Diane K Bolton, H P F King, Gillian Wyld, D C Yaxley, 'Harrow, including Pinner : Suburban development', in A History of the County of Middlesex: Volume 4, Harmondsworth, Hayes, Norwood With Southall, Hillingdon With Uxbridge, Ickenham, Northolt, Perivale, Ruislip, Edgware, Harrow With Pinner. Edited by T F T Baker, J S Cockburn, R B Pugh( London, 1971), British History Online, accessed December 14, 2024, https://www.british-history.ac.uk/vch/middx/vol4/pp198-203.

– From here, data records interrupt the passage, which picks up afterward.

//! Lazy record harvesting.
//!
//! A [`Harvester`] exposes a remote collection as lazy sequences. Nothing is
//! fetched until the caller pulls from a sequence, and each page is requested
//! only once the previous one is exhausted.

use crosswalk_core::record::Record;

use crate::client::{HttpOaiClient, OaiClient};
use crate::error::{HarvesterError, Result};
use crate::pager::Pages;
use crate::source::HarvestSource;
use crate::types::{ListOptions, OaiRecord};

/// A source of harvested records.
pub trait Harvester {
    /// Identifiers of every item in the collection, deleted ones included.
    fn record_ids(&self) -> impl Iterator<Item = Result<String>> + '_;

    /// Every live record in the collection.
    fn records(&self) -> impl Iterator<Item = Result<Record>> + '_;

    /// Fetch a single record eagerly.
    fn get_record(&self, identifier: &str) -> Result<Record>;

    /// Number of records in the collection.
    fn count(&self) -> Result<usize>;
}

/// Harvester over an OAI-PMH repository.
#[derive(Debug, Clone)]
pub struct OaiHarvester<C> {
    client: C,
    options: ListOptions,
}

impl<C: OaiClient> OaiHarvester<C> {
    /// Create a harvester; fails if the list options are malformed.
    pub fn new(client: C, options: ListOptions) -> Result<Self> {
        options.validate()?;
        Ok(Self { client, options })
    }

    #[must_use]
    pub fn options(&self) -> &ListOptions {
        &self.options
    }

    #[must_use]
    pub fn client(&self) -> &C {
        &self.client
    }
}

impl OaiHarvester<HttpOaiClient> {
    /// Harvester over HTTP for a configured source.
    pub fn from_source(source: &HarvestSource) -> Result<Self> {
        Self::new(HttpOaiClient::new(&source.endpoint)?, source.list_options())
    }
}

impl<C: OaiClient> Harvester for OaiHarvester<C> {
    fn record_ids(&self) -> impl Iterator<Item = Result<String>> + '_ {
        Pages::new(move |token| self.client.list_identifiers(&self.options, token))
            .map(|header| header.map(|header| header.identifier))
    }

    fn records(&self) -> impl Iterator<Item = Result<Record>> + '_ {
        Pages::new(move |token| self.client.list_records(&self.options, token))
            .filter_map(|record| record.and_then(into_record).transpose())
    }

    fn get_record(&self, identifier: &str) -> Result<Record> {
        let record = self
            .client
            .get_record(identifier, &self.options.metadata_prefix)?;
        into_record(record)?.ok_or_else(|| HarvesterError::MissingElement {
            element: "metadata".to_string(),
            context: format!("record {identifier}"),
        })
    }

    fn count(&self) -> Result<usize> {
        Err(HarvesterError::Unsupported(
            "OAI-PMH has no record count; iterate a bounded sequence instead".to_string(),
        ))
    }
}

/// Wrap a harvested payload as a record named by its identifier.
///
/// Deleted records and records without metadata yield `None`.
fn into_record(record: OaiRecord) -> Result<Option<Record>> {
    let OaiRecord { header, metadata } = record;
    match metadata {
        Some(content) => Ok(Some(Record::xml(content).with_local_name(header.identifier))),
        None => {
            tracing::debug!(
                identifier = %header.identifier,
                deleted = header.deleted,
                "Skipping record without metadata"
            );
            Ok(None)
        }
    }
}

#[cfg(test)]
mod tests {
    use super::*;
    use crate::types::{Header, Page};
    use pretty_assertions::assert_eq;
    use std::cell::Cell;

    const PAGE_SIZE: usize = 2;
    const TOTAL: usize = 7;

    /// Serves a simulated listing of `TOTAL` items and counts requests.
    #[derive(Debug, Default)]
    struct CountingClient {
        requests: Cell<usize>,
    }

    impl CountingClient {
        fn page(&self, token: Option<&str>) -> (usize, Option<String>) {
            self.requests.set(self.requests.get() + 1);
            let start: usize = token.and_then(|t| t.parse().ok()).unwrap_or(0);
            let end = (start + PAGE_SIZE).min(TOTAL);
            (start, (end < TOTAL).then(|| end.to_string()))
        }

        fn header(index: usize) -> Header {
            Header {
                identifier: format!("oai:test:{index}"),
                datestamp: "2014-06-01".to_string(),
                set_specs: Vec::new(),
                deleted: index % 3 == 2,
            }
        }
    }

    impl OaiClient for CountingClient {
        fn list_identifiers(
            &self,
            _options: &ListOptions,
            token: Option<&str>,
        ) -> Result<Page<Header>> {
            let (start, resumption_token) = self.page(token);
            let end = (start + PAGE_SIZE).min(TOTAL);
            Ok(Page {
                items: (start..end).map(Self::header).collect(),
                resumption_token,
            })
        }

        fn list_records(
            &self,
            _options: &ListOptions,
            token: Option<&str>,
        ) -> Result<Page<OaiRecord>> {
            let (start, resumption_token) = self.page(token);
            let end = (start + PAGE_SIZE).min(TOTAL);
            Ok(Page {
                items: (start..end)
                    .map(|index| {
                        let header = Self::header(index);
                        let metadata = (!header.deleted).then(|| format!("<r n=\"{index}\"/>"));
                        OaiRecord { header, metadata }
                    })
                    .collect(),
                resumption_token,
            })
        }

        fn get_record(&self, identifier: &str, _metadata_prefix: &str) -> Result<OaiRecord> {
            self.requests.set(self.requests.get() + 1);
            let index: usize = identifier
                .rsplit(':')
                .next()
                .and_then(|n| n.parse().ok())
                .unwrap_or(0);
            let header = Self::header(index);
            let metadata = (!header.deleted).then(|| format!("<r n=\"{index}\"/>"));
            Ok(OaiRecord { header, metadata })
        }
    }

    fn harvester(client: &CountingClient) -> OaiHarvester<&CountingClient> {
        OaiHarvester::new(client, ListOptions::new("oai_dc")).unwrap()
    }

    #[test]
    fn test_nothing_fetched_until_consumed() {
        let client = CountingClient::default();
        let harvester = harvester(&client);
        let ids = harvester.record_ids();
        assert_eq!(client.requests.get(), 0);
        drop(ids);
        assert_eq!(client.requests.get(), 0);
    }

    #[test]
    fn test_take_three_ids_fetches_two_pages() {
        let client = CountingClient::default();
        let harvester = harvester(&client);

        let ids: Vec<String> = harvester
            .record_ids()
            .take(3)
            .collect::<Result<_>>()
            .unwrap();

        assert_eq!(ids, vec!["oai:test:0", "oai:test:1", "oai:test:2"]);
        assert_eq!(client.requests.get(), 2);
    }

    #[test]
    fn test_full_listing_includes_deleted_ids() {
        let client = CountingClient::default();
        let ids: Vec<String> = harvester(&client)
            .record_ids()
            .collect::<Result<_>>()
            .unwrap();
        assert_eq!(ids.len(), TOTAL);
        assert_eq!(client.requests.get(), 4);
    }

    #[test]
    fn test_records_skip_deleted() {
        let client = CountingClient::default();
        let records: Vec<Record> = harvester(&client)
            .records()
            .take(3)
            .collect::<Result<_>>()
            .unwrap();

        let names: Vec<_> = records.iter().filter_map(Record::local_name).collect();
        assert_eq!(names, vec!["oai:test:0", "oai:test:1", "oai:test:3"]);
        assert_eq!(records[2].content(), "<r n=\"3\"/>");
        assert_eq!(client.requests.get(), 2);
    }

    #[test]
    fn test_sequences_restart_from_scratch() {
        let client = CountingClient::default();
        let harvester = harvester(&client);
        let first: Vec<String> = harvester.record_ids().take(1).collect::<Result<_>>().unwrap();
        let again: Vec<String> = harvester.record_ids().take(1).collect::<Result<_>>().unwrap();
        assert_eq!(first, again);
    }

    #[test]
    fn test_get_record() {
        let client = CountingClient::default();
        let record = harvester(&client).get_record("oai:test:4").unwrap();
        assert_eq!(record.local_name(), Some("oai:test:4"));
        assert_eq!(client.requests.get(), 1);

        let deleted = harvester(&client).get_record("oai:test:5").unwrap_err();
        assert!(matches!(deleted, HarvesterError::MissingElement { .. }));
    }

    #[test]
    fn test_count_is_unsupported() {
        let client = CountingClient::default();
        let err = harvester(&client).count().unwrap_err();
        assert!(matches!(err, HarvesterError::Unsupported(_)));
        assert_eq!(client.requests.get(), 0);
    }

    #[test]
    fn test_invalid_options_rejected() {
        let client = CountingClient::default();
        let err = OaiHarvester::new(&client, ListOptions::new("oai dc")).unwrap_err();
        assert!(matches!(err, HarvesterError::InvalidMetadataPrefix(_)));
    }
}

Diane K Bolton, H P F King, Gillian Wyld, D C Yaxley. "Harrow, including Pinner : Suburban development". A History of the County of Middlesex: Volume 4, Harmondsworth, Hayes, Norwood With Southall, Hillingdon With Uxbridge, Ickenham, Northolt, Perivale, Ruislip, Edgware, Harrow With Pinner. Ed. T F T Baker, J S Cockburn, R B Pugh(London, 1971), , British History Online. Web. 14 December 2024. https://www.british-history.ac.uk/vch/middx/vol4/pp198-203.
Suburban Development
The Paddington branch of the Grand Junction Canal, opened in 1801, crossed the south-west corner of Harrow parish. (fn. 1) It particularly affected Alperton where brick- and tile-making flourished, especially after the Brent Reservoir, which supplied the canal, was enlarged in 1851. The canal was also used to transport hay to London and bring back horse dung. It carried passenger traffic, mostly Londoners on pleasure trips: Greenford Green, where it was accessible from Pinner, (fn. 2) was one of the main stages, but passengers also stopped at Alperton, for refreshment at the 'Pleasure Boat'. (fn. 3)
The Grand Junction Canal Co. joined with local landowners in opposing the Birmingham and Manchester Railway Bill in 1831. (fn. 4) The London & Birmingham (later the London & North Western) (fn. 5) Railway was opened in 1837 from Euston Square to Boxmoor (Herts.), passing northward through the middle of the parish. Harrow (later Harrow & Wealdstone) station was opened in 1837, Pinner (later Hatch End) station in 1844, and Sudbury (later Wembley Central) station in 1845. Stations at Kenton and North Wembley were opened in 1912 and at Headstone a year later. South Kenton station was opened c. 1933. In 1890 a branch line from Harrow station to Stanmore was opened by a local company which in 1899 was absorbed by the L. & N.W.R. In 1917 the London Electric Railway (fn. 6) operated services (the Bakerloo line) on the L. & N.W.R. line as far as Watford.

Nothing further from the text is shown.